A agenda do presidente da Câmara, Rodrigo Maia (DEM-RJ), continuará dominada por matérias econômicas. Uma delas é o projeto 1220/15, do deputado Celso Russomanno (PRB-SP), que fixa em 10% o percentual que a incorporadora poderá reter de valores pagos por imóvel na planta quando houver desistência do comprador.De acordo com a proposta, a empresa terá a obrigação de devolver em 30 dias o valores pagos ao comprador com correção e juros.

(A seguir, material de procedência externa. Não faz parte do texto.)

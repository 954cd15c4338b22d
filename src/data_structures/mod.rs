//! Engine data structures: meshes, textures, transforms and scene data.
//!
//! - `mesh` holds the vertex layout and decoded vertex/index streams
//! - `texture` holds decoded texture payloads and their formats
//! - `transform` is the per-entity position, rotation and scale
//! - `camera` produces view/projection matrices and the camera record
//! - `light` holds colours and point lights
//! - `scene` ties entities, camera and lights together

pub mod camera;
pub mod light;
pub mod mesh;
pub mod scene;
pub mod texture;
pub mod transform;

Terceirização sem ‘mágica’

Quem investe em setor imobiliário tem que ficar atento também com a terceirização de serviços pelos condomínios de imóveis de habitação coletiva. Durante a Unasíndico 2018, maior evento voltado para gestores condominiais realizado em Brasília, Guy René, diretor da Qualifoco Serviços advertiu sobre os cuidados que se deve ter ao contratar uma empresa terceirizada com segurança. Um é checar a ficha da empresa junto aos órgãos de controle por meio de pesquisa na internet. O segundo ponto é verificar como as terceirizadas pretendem cumprir o contrato com o valor estabelecido.

“Não há mágica!”, alertou o executivo. “Para baixar o preço e ganhar da concorrência, algumas empresas não apresentam a qualidade proposta e, o que é pior, deixam um imenso passivo para os gestores na saída”, adverte. “É o tal do barato que sai caro", completou.